In the listing below, the lines from the first through the one with "let dir = match" are to be copied word for word.

━━━━

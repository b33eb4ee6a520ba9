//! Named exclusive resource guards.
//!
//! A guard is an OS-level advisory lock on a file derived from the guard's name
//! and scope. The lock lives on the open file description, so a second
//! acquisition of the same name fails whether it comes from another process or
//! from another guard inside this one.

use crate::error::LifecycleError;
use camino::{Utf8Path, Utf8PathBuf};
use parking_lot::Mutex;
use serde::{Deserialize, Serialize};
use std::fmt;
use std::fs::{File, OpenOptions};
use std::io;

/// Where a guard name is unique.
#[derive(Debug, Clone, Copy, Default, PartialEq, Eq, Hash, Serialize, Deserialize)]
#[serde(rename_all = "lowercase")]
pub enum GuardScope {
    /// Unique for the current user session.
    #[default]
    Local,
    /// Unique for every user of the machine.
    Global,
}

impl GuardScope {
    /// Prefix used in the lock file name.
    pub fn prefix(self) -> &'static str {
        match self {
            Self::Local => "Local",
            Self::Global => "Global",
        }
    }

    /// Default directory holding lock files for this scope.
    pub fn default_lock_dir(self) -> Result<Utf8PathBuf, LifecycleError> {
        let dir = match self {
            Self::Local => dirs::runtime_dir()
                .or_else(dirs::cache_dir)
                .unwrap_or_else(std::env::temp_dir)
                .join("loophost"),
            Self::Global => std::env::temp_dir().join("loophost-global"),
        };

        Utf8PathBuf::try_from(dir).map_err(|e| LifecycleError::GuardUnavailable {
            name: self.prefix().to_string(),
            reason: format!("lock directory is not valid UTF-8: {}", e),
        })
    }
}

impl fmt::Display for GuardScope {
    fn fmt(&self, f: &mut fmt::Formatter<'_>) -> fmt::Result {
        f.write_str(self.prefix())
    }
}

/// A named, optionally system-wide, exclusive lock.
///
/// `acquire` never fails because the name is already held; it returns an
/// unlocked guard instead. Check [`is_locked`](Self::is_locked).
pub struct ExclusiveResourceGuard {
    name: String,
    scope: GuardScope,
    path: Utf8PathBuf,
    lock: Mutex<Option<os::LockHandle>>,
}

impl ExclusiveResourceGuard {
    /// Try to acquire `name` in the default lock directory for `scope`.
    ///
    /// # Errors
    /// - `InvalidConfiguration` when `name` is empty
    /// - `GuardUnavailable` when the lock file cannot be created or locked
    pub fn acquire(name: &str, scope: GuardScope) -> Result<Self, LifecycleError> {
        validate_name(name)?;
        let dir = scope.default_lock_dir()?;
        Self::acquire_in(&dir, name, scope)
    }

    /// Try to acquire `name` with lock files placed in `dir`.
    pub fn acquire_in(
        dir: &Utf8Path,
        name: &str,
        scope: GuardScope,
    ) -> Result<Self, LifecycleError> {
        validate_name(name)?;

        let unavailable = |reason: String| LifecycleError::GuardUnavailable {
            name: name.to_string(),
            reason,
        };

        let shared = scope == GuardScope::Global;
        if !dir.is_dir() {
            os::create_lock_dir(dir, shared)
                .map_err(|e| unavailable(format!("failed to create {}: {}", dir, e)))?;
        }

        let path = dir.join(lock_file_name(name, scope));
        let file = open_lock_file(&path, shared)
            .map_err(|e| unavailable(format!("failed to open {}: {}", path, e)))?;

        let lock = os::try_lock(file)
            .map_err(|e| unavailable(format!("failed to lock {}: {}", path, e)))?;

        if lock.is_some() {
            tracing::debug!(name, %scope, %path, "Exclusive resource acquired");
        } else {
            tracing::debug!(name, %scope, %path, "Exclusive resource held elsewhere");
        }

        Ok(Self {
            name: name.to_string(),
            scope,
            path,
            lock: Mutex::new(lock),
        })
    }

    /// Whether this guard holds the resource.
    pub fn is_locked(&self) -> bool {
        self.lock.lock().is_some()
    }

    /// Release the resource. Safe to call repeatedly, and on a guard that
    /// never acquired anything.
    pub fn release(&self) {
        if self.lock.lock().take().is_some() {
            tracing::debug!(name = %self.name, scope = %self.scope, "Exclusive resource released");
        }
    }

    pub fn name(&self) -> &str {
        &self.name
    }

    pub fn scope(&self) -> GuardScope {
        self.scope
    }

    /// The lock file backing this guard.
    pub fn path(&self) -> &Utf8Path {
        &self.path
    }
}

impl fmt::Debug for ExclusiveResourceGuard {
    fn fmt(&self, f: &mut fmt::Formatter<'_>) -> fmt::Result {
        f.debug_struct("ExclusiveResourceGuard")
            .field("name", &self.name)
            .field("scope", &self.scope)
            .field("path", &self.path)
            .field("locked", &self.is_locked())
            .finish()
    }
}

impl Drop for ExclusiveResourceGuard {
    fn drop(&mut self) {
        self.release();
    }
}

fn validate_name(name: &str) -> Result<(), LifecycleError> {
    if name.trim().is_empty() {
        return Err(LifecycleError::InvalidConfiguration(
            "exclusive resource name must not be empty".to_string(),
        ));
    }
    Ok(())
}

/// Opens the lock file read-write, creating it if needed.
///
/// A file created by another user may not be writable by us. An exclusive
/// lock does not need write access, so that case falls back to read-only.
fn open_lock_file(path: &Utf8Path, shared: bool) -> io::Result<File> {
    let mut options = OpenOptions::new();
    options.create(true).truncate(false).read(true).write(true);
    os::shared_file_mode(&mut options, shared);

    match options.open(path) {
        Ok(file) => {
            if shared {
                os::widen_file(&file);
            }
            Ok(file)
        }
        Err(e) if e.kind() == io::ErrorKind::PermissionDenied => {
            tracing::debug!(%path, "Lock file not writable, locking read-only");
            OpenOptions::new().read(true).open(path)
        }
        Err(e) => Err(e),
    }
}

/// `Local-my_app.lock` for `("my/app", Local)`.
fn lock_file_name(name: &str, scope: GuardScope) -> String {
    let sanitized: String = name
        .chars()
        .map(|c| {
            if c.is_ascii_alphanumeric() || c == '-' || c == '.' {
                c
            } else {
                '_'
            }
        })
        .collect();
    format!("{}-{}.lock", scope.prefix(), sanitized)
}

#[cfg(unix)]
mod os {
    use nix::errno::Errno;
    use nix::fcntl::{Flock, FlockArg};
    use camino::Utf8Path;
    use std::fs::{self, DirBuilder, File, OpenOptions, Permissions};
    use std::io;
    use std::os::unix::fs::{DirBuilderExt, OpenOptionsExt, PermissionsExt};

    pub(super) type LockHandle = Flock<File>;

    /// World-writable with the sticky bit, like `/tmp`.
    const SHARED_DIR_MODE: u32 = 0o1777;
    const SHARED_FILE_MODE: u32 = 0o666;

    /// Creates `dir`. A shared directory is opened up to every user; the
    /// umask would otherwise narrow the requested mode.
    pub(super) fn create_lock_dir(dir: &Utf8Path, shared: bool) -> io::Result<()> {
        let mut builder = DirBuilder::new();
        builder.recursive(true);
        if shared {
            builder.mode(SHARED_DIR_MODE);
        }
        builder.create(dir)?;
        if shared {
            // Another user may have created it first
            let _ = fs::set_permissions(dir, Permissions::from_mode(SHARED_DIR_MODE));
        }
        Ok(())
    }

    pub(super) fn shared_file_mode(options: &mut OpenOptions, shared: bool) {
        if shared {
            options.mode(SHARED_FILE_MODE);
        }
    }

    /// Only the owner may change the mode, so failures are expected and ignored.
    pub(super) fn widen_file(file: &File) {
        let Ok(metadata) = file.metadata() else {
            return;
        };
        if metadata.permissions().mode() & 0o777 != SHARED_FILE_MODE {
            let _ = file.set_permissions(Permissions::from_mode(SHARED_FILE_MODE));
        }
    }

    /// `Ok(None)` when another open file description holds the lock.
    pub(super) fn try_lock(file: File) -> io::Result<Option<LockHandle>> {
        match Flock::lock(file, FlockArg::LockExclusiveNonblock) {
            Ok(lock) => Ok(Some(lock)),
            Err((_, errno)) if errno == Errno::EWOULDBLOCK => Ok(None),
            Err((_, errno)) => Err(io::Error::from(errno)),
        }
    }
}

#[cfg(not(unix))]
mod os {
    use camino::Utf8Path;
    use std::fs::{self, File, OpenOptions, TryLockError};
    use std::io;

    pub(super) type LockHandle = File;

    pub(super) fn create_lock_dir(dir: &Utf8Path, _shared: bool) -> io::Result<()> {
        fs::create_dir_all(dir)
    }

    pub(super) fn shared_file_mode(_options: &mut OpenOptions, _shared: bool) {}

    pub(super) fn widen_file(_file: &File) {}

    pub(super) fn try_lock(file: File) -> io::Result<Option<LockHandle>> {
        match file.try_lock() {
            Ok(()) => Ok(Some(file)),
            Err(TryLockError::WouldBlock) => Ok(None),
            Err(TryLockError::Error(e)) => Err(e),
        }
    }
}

━━━━

§ **RESPONSE TO THE TASK**
repository b33eb4ee6a520ba9
//! Named exclusive resource guards.
//!
//! A guard is an OS-level advisory lock on a file derived from the guard's name
//! and scope. The lock lives on the open file description, so a second
//! acquisition of the same name fails whether it comes from another process or
//! from another guard inside this one.

use crate::error::LifecycleError;
use camino::{Utf8Path, Utf8PathBuf};
use parking_lot::Mutex;
use serde::{Deserialize, Serialize};
use std::fmt;
use std::fs::{File, OpenOptions};
use std::io;

/// Where a guard name is unique.
#[derive(Debug, Clone, Copy, Default, PartialEq, Eq, Hash, Serialize, Deserialize)]
#[serde(rename_all = "lowercase")]
pub enum GuardScope {
    /// Unique for the current user session.
    #[default]
    Local,
    /// Unique for every user of the machine.
    Global,
}

impl GuardScope {
    /// Prefix used in the lock file name.
    pub fn prefix(self) -> &'static str {
        match self {
            Self::Local => "Local",
            Self::Global => "Global",
        }
    }

    /// Default directory holding lock files for this scope.
    pub fn default_lock_dir(self) -> Result<Utf8PathBuf, LifecycleError> {
        let dir = match self {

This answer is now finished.